Not that we suggest Rincewind would ever take anything which
strictly didn't belong to him...
In keeping the lid on unofficial crime they have turned out to be
far more efficient than the Watch, who could only cut crime by
working harder - the Guild on the other hand, have only to work
less.
Beggars' Guild
This is the oldest Guild in Ankh-Morpork. And also the richest,
since the beggars never buy anything they can beg.
Classes of beggars include: Twitchers, Droolers, Dribblers,
Mumblers, Mutterers, Walking-Along-Shouters, Demanders of a Chip,
People who call other people Jimmy, People who need Tuppence for a
Cup of Tea, People who need Eightpence for a Meal, People with
placards saying 'Why lie? I need a beer' and Foul Ole Ron, agreed
by his fellow beggars to be in a class by himself if only because
no one will share it with him.
Such money as the beggars make, it must be stressed, is entirely
obtained by (1) begging and (2) not begging.
(1) is self-explanatory. (2) owes a lot to what might be called the
Ankh-Morpork view of social economics. You clearly don't want a lot
of beggars hanging around at your wedding or other salubrious
occasions, so the accepted thing to do is send the Guild a small
sum of money and a kind of anti-invitation, which sees to it that
men with interesting running sores and a body odour you could split
wood with do not turn up.
Members of more advanced branches of the Guild even offer a Direct
Debit service, whereupon, on a regular basis, they will debit your
pocket of an agreed upon sum of money, without you even needing to
lift a hand.
Assassins Guild
The gates to the Assassins' Guild are said never to be shut,
because Death is open for business all the time, although the
reality is that the hinges rusted centuries ago.
The Assassins' Guild offers the best all-round education in the
world. A qualified assassin should be at home in any company, and
be able to play at least one musical instrument.
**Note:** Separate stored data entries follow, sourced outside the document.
use anyhow::{Context, Result};
use futures::stream::{self, StreamExt};
use reqwest::Client;
use serde::{Deserialize, Serialize};
use std::sync::Arc;
use tokio::sync::Semaphore;

use crate::models::SerpListing;

/// How many top results to fetch when sizing competitor content.
const TOP_RESULTS: usize = 4;

const FETCH_CONCURRENCY: usize = 4;

/// Pages below this word count are boilerplate or consent walls, not
/// article content.
const MIN_PAGE_WORDS: usize = 100;

/// Assumed length for a competitor page that could not be fetched.
const DEFAULT_PAGE_WORDS: usize = 2000;

/// Word count observed for one competitor page.
#[derive(Debug, Clone, Serialize, Deserialize)]
pub struct PageWordCount {
    pub position: u32,
    pub domain: String,
    pub words: usize,
    pub fetched: bool,
}

/// Competitor content-length statistics with a recommended range.
#[derive(Debug, Clone, Serialize, Deserialize)]
pub struct ContentLengthAnalysis {
    pub average: f64,
    pub median: usize,
    pub min: usize,
    pub max: usize,
    pub recommended_min: u32,
    pub recommended_max: u32,
    pub pages: Vec<PageWordCount>,
}

impl Default for ContentLengthAnalysis {
    /// Fallback statistics when no competitor page could be measured.
    fn default() -> Self {
        Self {
            average: 3000.0,
            median: 3000,
            min: 1500,
            max: 5000,
            recommended_min: 3000,
            recommended_max: 4000,
            pages: Vec::new(),
        }
    }
}

pub struct ContentExtractor {
    client: Client,
    semaphore: Arc<Semaphore>,
}

impl ContentExtractor {
    pub fn new() -> Result<Self> {
        let client = Client::builder()
            .timeout(std::time::Duration::from_secs(30))
            .user_agent("Mozilla/5.0 (compatible; SeoStrategy/1.0)")
            .build()
            .context("Failed to create HTTP client")?;

        let semaphore = Arc::new(Semaphore::new(FETCH_CONCURRENCY));

        Ok(Self { client, semaphore })
    }

    /// Fetch one page and count its words. Returns None when the page is
    /// unreachable, forbidden, or too thin to be article content.
    pub async fn word_count(&self, url: &str) -> Result<Option<usize>> {
        let _permit = self.semaphore.acquire().await?;

        for attempt in 0..3 {
            match self.try_word_count(url).await {
                Ok(count) => return Ok(count),
                Err(e) => {
                    if attempt == 2 {
                        log::warn!("Failed to fetch {url}: {e}");
                        return Ok(None);
                    }
                    let backoff = std::time::Duration::from_millis(500 * (2_u64.pow(attempt)));
                    tokio::time::sleep(backoff).await;
                }
            }
        }

        Ok(None)
    }

    async fn try_word_count(&self, url: &str) -> Result<Option<usize>> {
        let response = self
            .client
            .get(url)
            .send()
            .await
            .context("Failed to send HTTP request")?;

        let status = response.status();
        if status == 401 || status == 403 || status == 404 {
            return Ok(None);
        }

        if !status.is_success() {
            anyhow::bail!("HTTP error: {}", status);
        }

        let html = response.text().await.context("Failed to read response body")?;

        let text = html2text::from_read(html.as_bytes(), 100);
        let words = text.split_whitespace().count();

        if words < MIN_PAGE_WORDS {
            return Ok(None);
        }

        Ok(Some(words))
    }

    /// Measure the top SERP results and derive a recommended word-count
    /// range. Pages that cannot be fetched count as the default length so
    /// one dead link does not skew the recommendation.
    pub async fn analyze_serp(&self, listings: &[SerpListing]) -> ContentLengthAnalysis {
        let top: Vec<&SerpListing> = listings.iter().take(TOP_RESULTS).collect();
        if top.is_empty() {
            return ContentLengthAnalysis::default();
        }

        let counts: Vec<Option<usize>> = stream::iter(top.iter().map(|l| l.url.clone()))
            .map(|url| async move { self.word_count(&url).await.ok().flatten() })
            .buffered(FETCH_CONCURRENCY)
            .collect()
            .await;

        let pages: Vec<PageWordCount> = top
            .iter()
            .zip(counts)
            .map(|(listing, count)| PageWordCount {
                position: listing.position,
                domain: listing.domain.clone(),
                words: count.unwrap_or(DEFAULT_PAGE_WORDS),
                fetched: count.is_some(),
            })
            .collect();

        analyze_counts(pages)
    }
}

/// Statistics over the measured pages; recommendation runs 10-20% above
/// the competitor average.
fn analyze_counts(pages: Vec<PageWordCount>) -> ContentLengthAnalysis {
    if pages.is_empty() {
        return ContentLengthAnalysis::default();
    }

    let counts: Vec<usize> = pages.iter().map(|p| p.words).collect();
    let average = counts.iter().sum::<usize>() as f64 / counts.len() as f64;

    let mut sorted = counts.clone();
    sorted.sort_unstable();
    let median = sorted[sorted.len() / 2];

    ContentLengthAnalysis {
        average,
        median,
        min: sorted[0],
        max: sorted[sorted.len() - 1],
        recommended_min: (average * 1.1) as u32,
        recommended_max: (average * 1.2) as u32,
        pages,
    }
}

#[cfg(test)]
mod tests {
    use super::*;

    fn page(position: u32, words: usize) -> PageWordCount {
        PageWordCount {
            position,
            domain: format!("site{position}.example"),
            words,
            fetched: true,
        }
    }

    #[test]
    fn test_analyze_counts_statistics() {
        let analysis = analyze_counts(vec![
            page(1, 3000),
            page(2, 2000),
            page(3, 1000),
            page(4, 2000),
        ]);

        assert_eq!(analysis.average, 2000.0);
        assert_eq!(analysis.median, 2000);
        assert_eq!(analysis.min, 1000);
        assert_eq!(analysis.max, 3000);
        assert_eq!(analysis.recommended_min, 2200);
        assert_eq!(analysis.recommended_max, 2400);
        assert_eq!(analysis.pages.len(), 4);
    }

    #[test]
    fn test_analyze_counts_empty_falls_back_to_defaults() {
        let analysis = analyze_counts(Vec::new());
        assert_eq!(analysis.recommended_min, 3000);
        assert_eq!(analysis.recommended_max, 4000);
        assert!(analysis.pages.is_empty());
    }

    #[test]
    fn test_single_page() {
        let analysis = analyze_counts(vec![page(1, 1500)]);
        assert_eq!(analysis.median, 1500);
        assert_eq!(analysis.min, 1500);
        assert_eq!(analysis.max, 1500);
        assert_eq!(analysis.recommended_min, 1650);
    }
}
Anyone inhumed by
a graduate of the Guild school can go to his rest satisfied that he
has been annulled by someone of taste and discretion, and probably
also a social equal.
Alchemists' Guild
The Alchemists' Guildhall is always new, having a tendency to be
explosively demolished on a regular basis.
This tiny, despised Guild largely devotes itself to the aid of
widows and orphans of those alchemists who had taken an overly
relaxed attitude to potassium cyanide or who had distilled the
juice of some interesting fungi and had drunk the result. There are
in fact not very many widows and orphans, mainly because women find
it difficult to grow attached to people who have laminated
themselves across the ceiling.
Fools' Guild
The Guild of Fools and Joculators and College of Clowns is one of
the more recent Ankh-Morporkian guilds.
As with most of the Guilds it is also a hospital, craft standards
enforcer, fraternal society and school - although unlike the other
Guilds it will not accept for education boys not firmly apprenticed
to clownship or Foolhardiness. This is a place that takes the
business of a custard pie in the face very seriously.
Guards
Every fantasy city needs its city guard. Unfortunately, the
self-governing Thieves' Guild has left Ankh-Morpork's city guard
with next to nothing to do.
Still - every fantasy city has to have its guards!
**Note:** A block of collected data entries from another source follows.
use anyhow::Result;
use clap::Parser;
use shared::composer::{CALENDAR_DAYS, PLACEHOLDER_NARRATIVE};
use shared::{
    build_calendar, build_hubs, default_seed_keywords, score_keywords, slugify,
    sort_by_opportunity, AnalysisData, AnalysisStats, ClaudeWriter, Config, DataForSeoClient,
    ReportWriter, TopicalClusterer, DEFAULT_DOMAIN,
};
use std::collections::HashSet;
use std::path::PathBuf;

const RANKED_KEYWORDS_LIMIT: u32 = 1000;
const TOP_OPPORTUNITIES: usize = 10;

#[derive(Parser)]
#[command(name = "run-analysis")]
#[command(about = "Run the full topical-authority analysis for a domain")]
struct Args {
    /// Domain to analyze
    #[arg(short, long)]
    domain: Option<String>,

    /// Seed keyword to expand (repeatable; defaults to the built-in list)
    #[arg(short, long = "seed")]
    seeds: Vec<String>,

    /// Output directory for the report set
    #[arg(short, long, default_value = "output")]
    out_dir: PathBuf,
}

#[tokio::main]
async fn main() -> Result<()> {
    env_logger::init();
    let args = Args::parse();
    let config = Config::from_env()?;

    let domain = args.domain.unwrap_or_else(|| DEFAULT_DOMAIN.to_string());
    let seeds = if args.seeds.is_empty() {
        default_seed_keywords()
    } else {
        args.seeds
    };

    println!("\n✓ Analyzing {domain} from {} seed keywords", seeds.len());

    let dataforseo = DataForSeoClient::new(&config.dataforseo_login, &config.dataforseo_password)?;

    println!("\n📚 Building keyword dataset...");
    println!("  (One request per seed with a fixed delay, this takes a while...)");
    let mut records = Vec::new();
    for seed in &seeds {
        match dataforseo.search_volume(&[seed.clone()], seed).await {
            Ok(fetched) => records.extend(fetched),
            Err(e) => {
                // Failed seeds are skipped, not fatal.
                log::warn!("Metrics for seed \"{seed}\" failed: {e}");
                continue;
            }
        }
        match dataforseo.related_keywords(seed).await {
            Ok(fetched) => records.extend(fetched),
            Err(e) => log::warn!("Related keywords for \"{seed}\" failed: {e}"),
        }
    }

    let mut seen = HashSet::new();
    records.retain(|r| r.search_volume > 0 && seen.insert(r.keyword.to_lowercase()));
    println!("✓ Collected {} unique keywords", records.len());

    println!("\n📈 Checking current rankings for {domain}...");
    let rankings = match dataforseo.ranked_keywords(&domain, RANKED_KEYWORDS_LIMIT).await {
        Ok(rankings) => rankings,
        Err(e) => {
            log::warn!("Ranked keywords unavailable: {e}");
            println!("⚠ Ranking data unavailable, treating every keyword as a gap");
            Vec::new()
        }
    };
    println!("✓ {} ranked keywords found", rankings.len());

    let mut scored = score_keywords(records, &rankings);
    sort_by_opportunity(&mut scored);

    println!("\n🔗 Clustering keywords by topic...");
    let clusters = TopicalClusterer::default().cluster(scored.clone());
    println!("✓ Organized into {} clusters", clusters.len());

    let hubs = build_hubs(&clusters);
    let today = chrono::Local::now().date_naive();
    let calendar = build_calendar(&hubs, today);
    println!(
        "✓ {} content hubs, {} calendar entries over {CALENDAR_DAYS} days",
        hubs.len(),
        calendar.len()
    );

    let stats = AnalysisStats::collect(&scored, &hubs, &calendar);

    println!("\n🤖 Generating executive summary with Claude...");
    let claude = ClaudeWriter::new(config.anthropic_api_key)?;
    let hub_lines: Vec<String> = hubs
        .iter()
        .map(|h| {
            format!(
                "- {} (pillar: \"{}\", priority {:.0}, authority {:.0}, gaps {})",
                h.name, h.pillar_keyword, h.priority_score, h.avg_authority, h.content_gaps
            )
        })
        .collect();
    let top_opportunities: Vec<String> = scored
        .iter()
        .take(TOP_OPPORTUNITIES)
        .map(|k| {
            format!(
                "- \"{}\" (volume {}, competition {}, score {:.1}, {})",
                k.record.keyword,
                k.record.search_volume,
                k.record.competition,
                k.opportunity_score,
                k.content_strategy
            )
        })
        .collect();
    let summary = match claude
        .executive_summary(&domain, &stats, &hub_lines, &top_opportunities)
        .await
    {
        Ok(summary) => summary,
        Err(e) => {
            log::warn!("Executive summary failed: {e}");
            println!("⚠ Executive summary unavailable, writing placeholder");
            PLACEHOLDER_NARRATIVE.to_string()
        }
    };

    println!("\n📝 Writing reports...");
    let stem = format!("{}-{}", slugify(&domain), today.format("%Y%m%d"));
    let report = ReportWriter::new(&args.out_dir)?;

    let sheets = report.write_sheets(&stem, &clusters, &calendar, &hubs)?;
    for sheet in &sheets {
        println!("✓ {}", sheet.display());
    }

    let data = AnalysisData::new(domain, scored, clusters, hubs, calendar);
    let json_path = report.write_analysis_json(&data, &stem)?;
    println!("✓ {}", json_path.display());

    let summary_path = report.write_summary(&stem, &summary)?;
    println!("✓ {}", summary_path.display());

    println!("\n✅ Analysis complete!");
    println!("  • Keywords analyzed: {}", stats.total_keywords);
    println!("  • Content hubs identified: {}", stats.content_hubs);
    println!("  • High-priority gaps: {}", stats.high_priority_gaps);
    println!("  • Calendar pieces planned: {}", stats.calendar_items);

    Ok(())
}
Ankh-Morpork's ''finest'' can usually be found conducting rigorous
inspection of the town. From 9 AM until 12, they are usually
inspecting the scene underneath their own blankets. Most afternoons
they can be found analysing clues in riverside pubs and taverns.
The evenings are often given over to some rigorous "drunken
lurching" practice. You never know when it might come in handy.
Races
Discworld is home to a colourful variety of different races. Some
of the ones you may meet in the game follow.
Humans
Shorter lived than trolls, and less clever with machinery than
dwarves, humanity still manages to form the bulk of the visible
population of the Disc. This is simply because humans breed so well
- a survival strategy they share with rodents, cockroaches and
bacteria.
Trolls
Ambulatory silicon life forms with all the playful energy of a
landslide, trolls largely keep to themselves out in the wilderness.
Recent downturns in the traditional 'wholesome' lifestyles of the
local forests has led to number of these creatures filtering into
Ankh-Morpork looking for work.
In the cold air of the mountains trolls are in fact quite bright,
almost cunning; only in the lowlands are they a byword for
stupidity. In fact the slowness of thought is induced by the effect
of heat on the silcon troll brain. If sufficiently deep frozen, a
troll is astonishingly intelligent.
There is nothing subtle about trolls. While they cannot digest a
human being, they have been traditionally reluctant to accept this
fact. And hitting another troll on the head with a rock is about
equivalent to two humans exchanging the time of day.
Dwarfs
Dwarfs are approximately four feet tall, stocky, bearded,
long-lived and with a natural attraction for mountains and
mineshafts.
A flaw in dwarfish nature from a human point of view is their
tendency to take things literally. This is a result of their
subterranean life. In an environment where their are things always
ready to explode or collapse it is vitally important that
information be passed on clearly and honestly. The human language,
with its unthinking reliance on metaphor and simile, is a veritable
minefi... a complete morass... a fog of incomprehensi... very
difficult for dwarfs.
Large numbers of dwarfs have been drawn to Ankh-Morpork, where they
are the biggest non-human ethnic group. Usually they fit in well.
All dwarfs are by nature dutiful, serious, obedient and thoughtful,
and their only failing is a tendency, after one drink, to rush at
enemies, screaming 'Aaarrgh!' and axing off their legs at the knee.
Dragons
These exist in two forms - Draco nobilis and Draco vulgaris, more
commonly known as Noble Dragons and Swamp Dragons. There are a
number of differences between the two forms, but they can all be
summed up succinctly: Noble Dragons are dragons as they are
imagined, and Swamp Dragons are dragons as they have to be.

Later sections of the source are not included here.